There are many metaphors that people use to describe cancer… a dark scary cave, a parasite, an obstacle, a roadblock, a hard stroke of fate, a great burden, a marathon, a drama, a dance. Understandably, Lance Armstrong, visualized his cancer as the most important bicycle race he’d ever entered.
I entitled my very first blog post about cancer “A new journey…” using one of the most common analogies for the disease. Is it any wonder that someone like myself, struck with wanderlust, would use a travel metaphor? It seemed to come naturally to me, and I have continued to use it ever since.
Having cancer is like going on a journey without a map. We have no idea how long the trip will be or where it will take us. There are unexpected twists and turns and bumps in the road. Thankfully, I don’t travel it alone. Just as he was always by my side as we explored various parts of Asia, Richard is my traveling companion. The journey is as much his as mine and the outcome will affect him as much as me. Unlike many of our wanderings in countries like South Korea, Vietnam and Cambodia, we don’t make this trip without travel guides. We have a whole team of medical professionals showing us the way and a host of friends and family cheering us on.

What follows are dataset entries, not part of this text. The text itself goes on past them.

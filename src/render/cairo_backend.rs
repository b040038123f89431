use std::f64::consts::PI;
use std::fs::File;
use std::path::Path;

use cairo::{Context, Format, ImageSurface};
use pango::FontDescription;

use crate::error::{PlotError, PlotResult};
use crate::render::{Color, RenderFrame, Renderer, TextHAlign};

#[derive(Debug, Clone, Copy, PartialEq, Eq, Default)]
pub struct CairoRenderStats {
    pub lines_drawn: usize,
    pub circles_drawn: usize,
    pub texts_drawn: usize,
}

/// Cairo + Pango raster backend drawing into an offscreen image surface.
#[derive(Debug)]
pub struct CairoRenderer {
    surface: ImageSurface,
    clear_color: Color,
    last_stats: CairoRenderStats,
}

impl CairoRenderer {
    pub fn new(width: i32, height: i32) -> PlotResult<Self> {
        if width <= 0 || height <= 0 {
            return Err(PlotError::InvalidData(
                "cairo surface size must be > 0".to_owned(),
            ));
        }

        let surface = ImageSurface::create(Format::ARgb32, width, height)
            .map_err(|err| map_backend_error("failed to create cairo surface", err))?;
        Ok(Self {
            surface,
            clear_color: Color::rgb(1.0, 1.0, 1.0),
            last_stats: CairoRenderStats::default(),
        })
    }

    #[must_use]
    pub fn backend_name(&self) -> &'static str {
        "cairo+pango+pangocairo"
    }

    #[must_use]
    pub fn surface(&self) -> &ImageSurface {
        &self.surface
    }

    pub fn set_clear_color(&mut self, color: Color) -> PlotResult<()> {
        color.validate()?;
        self.clear_color = color;
        Ok(())
    }

    #[must_use]
    pub fn last_stats(&self) -> CairoRenderStats {
        self.last_stats
    }

    pub fn write_png(&self, path: &Path) -> PlotResult<()> {
        let mut file = File::create(path).map_err(|err| {
            PlotError::InvalidData(format!("failed to create `{}`: {err}", path.display()))
        })?;
        self.surface
            .write_to_png(&mut file)
            .map_err(|err| PlotError::InvalidData(format!("failed to encode png: {err}")))
    }

    fn render_with_context(&mut self, context: &Context, frame: &RenderFrame) -> PlotResult<()> {
        frame.validate()?;
        self.clear_color.validate()?;

        apply_color(context, self.clear_color);
        context
            .paint()
            .map_err(|err| map_backend_error("failed to clear surface", err))?;

        let mut stats = CairoRenderStats::default();

        for line in &frame.lines {
            apply_color(context, line.color);
            context.set_line_width(line.stroke_width);
            context.move_to(line.x1, line.y1);
            context.line_to(line.x2, line.y2);
            context
                .stroke()
                .map_err(|err| map_backend_error("failed to stroke line", err))?;
            stats.lines_drawn += 1;
        }

        for circle in &frame.circles {
            context.new_sub_path();
            context.arc(circle.cx, circle.cy, circle.radius, 0.0, 2.0 * PI);
            apply_color(context, circle.fill_color);
            context
                .fill()
                .map_err(|err| map_backend_error("failed to fill circle", err))?;
            stats.circles_drawn += 1;
        }

        for text in &frame.texts {
            let layout = pangocairo::functions::create_layout(context);
            let font_description =
                FontDescription::from_string(&format!("Sans {}px", text.font_size_px));
            layout.set_font_description(Some(&font_description));
            layout.set_text(&text.text);

            let (text_width, _text_height) = layout.pixel_size();
            let baseline = f64::from(layout.baseline()) / f64::from(pango::SCALE);
            let dx = match text.h_align {
                TextHAlign::Left => 0.0,
                TextHAlign::Center => -f64::from(text_width) / 2.0,
                TextHAlign::Right => -f64::from(text_width),
            };

            context
                .save()
                .map_err(|err| map_backend_error("failed to save context", err))?;
            context.translate(text.x, text.y);
            context.rotate(text.rotation_deg.to_radians());
            apply_color(context, text.color);
            context.move_to(dx, -baseline);
            pangocairo::functions::show_layout(context, &layout);
            context
                .restore()
                .map_err(|err| map_backend_error("failed to restore context", err))?;
            stats.texts_drawn += 1;
        }

        self.last_stats = stats;
        Ok(())
    }
}

impl Renderer for CairoRenderer {
    fn render(&mut self, frame: &RenderFrame) -> PlotResult<()> {
        let context = Context::new(&self.surface)
            .map_err(|err| map_backend_error("failed to create cairo context", err))?;
        self.render_with_context(&context, frame)
    }
}

fn apply_color(context: &Context, color: Color) {
    context.set_source_rgba(color.red, color.green, color.blue, color.alpha);
}

fn map_backend_error(prefix: &str, err: cairo::Error) -> PlotError {
    PlotError::InvalidData(format!("{prefix}: {err}"))
}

This is not the only metaphor that I use to refer to my cancer, however. The military metaphor seems to have fallen from favour in recent times, but I believe that it is apt and I, for one, will continue to use it. As fellow neuroendocrine cancer warrior, Ronny Allan, recently wrote on his blog,
“I don’t like Cancer – it attacked me, it attacked my family, it attacked others I know, it has killed people I know……. it has killed millions of people and changed many lives. I’m ‘fighting’ Cancer. I’m in a ‘battle’ with Cancer.”
Yes, Ronny. Yes, you are. We both are. We’re fighting for our lives and cancer is the enemy!
Apparently, there are both bloggers and professionals who don’t think that we should use this kind of language. Some claim that such language is inherently masculine, power-based and paternalistic. Really? Girls can’t fight? You just watch me! Others feel that using a military metaphor suggests that if one loses the war against cancer, she must not have fought hard enough. Nonsense! If I lose this battle, it will be because the weapons of this war are not yet perfected and our understanding of the enemy is limited.
We do have weaponry, however. We fight with surgical tools and with chemical and nuclear warfare. Like soldiers, we strive to carry ourselves through battle with courage, grace, and dignity and most of us have scars to show that we’ve been engaged in battle.